Categories on a balance sheet
In accounting, assets are split by how quickly they convert to cash:
- Current assets — expected to be converted to cash within a year. Cash itself, marketable securities, accounts receivable, inventory.
- Non-current (long-term) assets — held for longer than a year. Property, plant, and equipment; long-term investments; intangibles like patents and goodwill.
Total assets equals total liabilities plus shareholder equity — the fundamental accounting identity that makes a balance sheet "balance."
In personal finance
For an individual, assets are typically:
- Liquid — cash, savings accounts, money market accounts, money-market funds.
- Investments — stocks, bonds, ETFs, mutual funds, retirement accounts.
- Real assets — primary residence, investment property, vehicles, durable goods.
- Less-liquid — private equity, business ownership, collectibles, cryptocurrency holdings.
Net worth is total assets minus total liabilities.
Tangible vs. intangible
Tangible assets have physical form — buildings, equipment, inventory.

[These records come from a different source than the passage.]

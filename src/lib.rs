//! Faceted filtering over an artifact catalog, with a deterministic 3D layout
//! that gathers every matching artifact onto a Fibonacci sphere.

pub mod catalog;
pub mod cluster;
pub mod explorer;
pub mod facet;
pub mod layout;
pub mod util;
pub mod wizard;

pub use catalog::{Artifact, Catalog, load_catalog, parse_catalog};
pub use cluster::{ClusterStateController, ClusterTarget, Emphasis, TargetMapping};
pub use explorer::{Explorer, ExplorerSummary};
pub use facet::{FacetError, FacetFilterEngine, FacetKey, FilterState};
pub use layout::{LayoutConfig, LayoutConfigError, Position3D, SpatialLayout};
pub use wizard::{Advance, WizardOptions, WizardProgression, WizardStep, WizardView};
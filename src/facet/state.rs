use serde::{Deserialize, Serialize};

use super::FacetKey;

#[derive(Clone, Debug, Default, PartialEq, Eq, Serialize, Deserialize)]
pub struct FilterState {
    selected: [Option<String>; FacetKey::COUNT],
}

impl FilterState {
    pub fn new() -> Self {
        Self::default()
    }

    pub fn get(&self, key: FacetKey) -> Option<&str> {
        self.selected[key.index()].as_deref()
    }

    pub fn is_active(&self, key: FacetKey) -> bool {
        self.selected[key.index()].is_some()
    }

    pub fn set(&mut self, key: FacetKey, value: impl Into<String>) {
        self.selected[key.index()] = Some(value.into());
    }

    /// Returns the value that was cleared, if any.
    pub fn clear(&mut self, key: FacetKey) -> Option<String> {
        self.selected[key.index()].take()
    }

    pub fn clear_all(&mut self) {
        for slot in &mut self.selected {
            *slot = None;
        }
    }

    pub fn has_active(&self) -> bool {
        self.selected.iter().any(Option::is_some)
    }

    pub fn active_count(&self) -> usize {
        self.selected.iter().filter(|slot| slot.is_some()).count()
    }

    pub fn active(&self) -> impl Iterator<Item = (FacetKey, &str)> + '_ {
        FacetKey::ALL
            .iter()
            .filter_map(|&key| self.get(key).map(|value| (key, value)))
    }

    pub fn progress(&self) -> f32 {
        self.active_count() as f32 / FacetKey::COUNT as f32
    }

    pub fn with(mut self, key: FacetKey, value: impl Into<String>) -> Self {
        self.set(key, value);
        self
    }
}

#[cfg(test)]
mod tests {
    use super::*;

    #[test]
    fn starts_empty() {
        let state = FilterState::new();
        assert!(!state.has_active());
        assert_eq!(state.active_count(), 0);
        assert_eq!(state.progress(), 0.0);
        for key in FacetKey::ALL {
            assert_eq!(state.get(key), None);
        }
    }

    #[test]
    fn active_iterates_in_facet_order() {
        let state = FilterState::new()
            .with(FacetKey::Usage, "군사")
            .with(FacetKey::Shape, "원형");
        let active = state.active().collect::<Vec<_>>();
        assert_eq!(active, vec![(FacetKey::Shape, "원형"), (FacetKey::Usage, "군사")]);
        assert_eq!(state.progress(), 0.5);
    }

    #[test]
    fn clear_returns_previous_value() {
        let mut state = FilterState::new().with(FacetKey::Era, "고려");
        assert_eq!(state.clear(FacetKey::Era), Some("고려".to_owned()));
        assert_eq!(state.clear(FacetKey::Era), None);
        assert!(!state.has_active());
    }

    #[test]
    fn clear_all_resets_every_facet() {
        let mut state = FilterState::new()
            .with(FacetKey::Shape, "원형")
            .with(FacetKey::Material, "금속");
        state.clear_all();
        assert_eq!(state, FilterState::new());
    }
}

Intangible assets don't, but still have economic value: patents, trademarks, customer relationships, software, brand. Intangibles have come to dominate the value of modern economies; the most valuable companies (Apple, Microsoft, Google, Visa) are mostly intangible-asset-driven.
What counts as an asset is a judgment call
Whether something belongs on a balance sheet at all is sometimes contested. Many of a company's most valuable resources — its people, its culture, its data — don't appear on the balance sheet because accounting standards have no agreed way to measure them. Brand value usually only appears on the balance sheet of companies that acquired the brand (recorded as goodwill); brands a company built itself remain off-balance-sheet. This is one reason book value can dramatically understate the actual economic value of a modern company.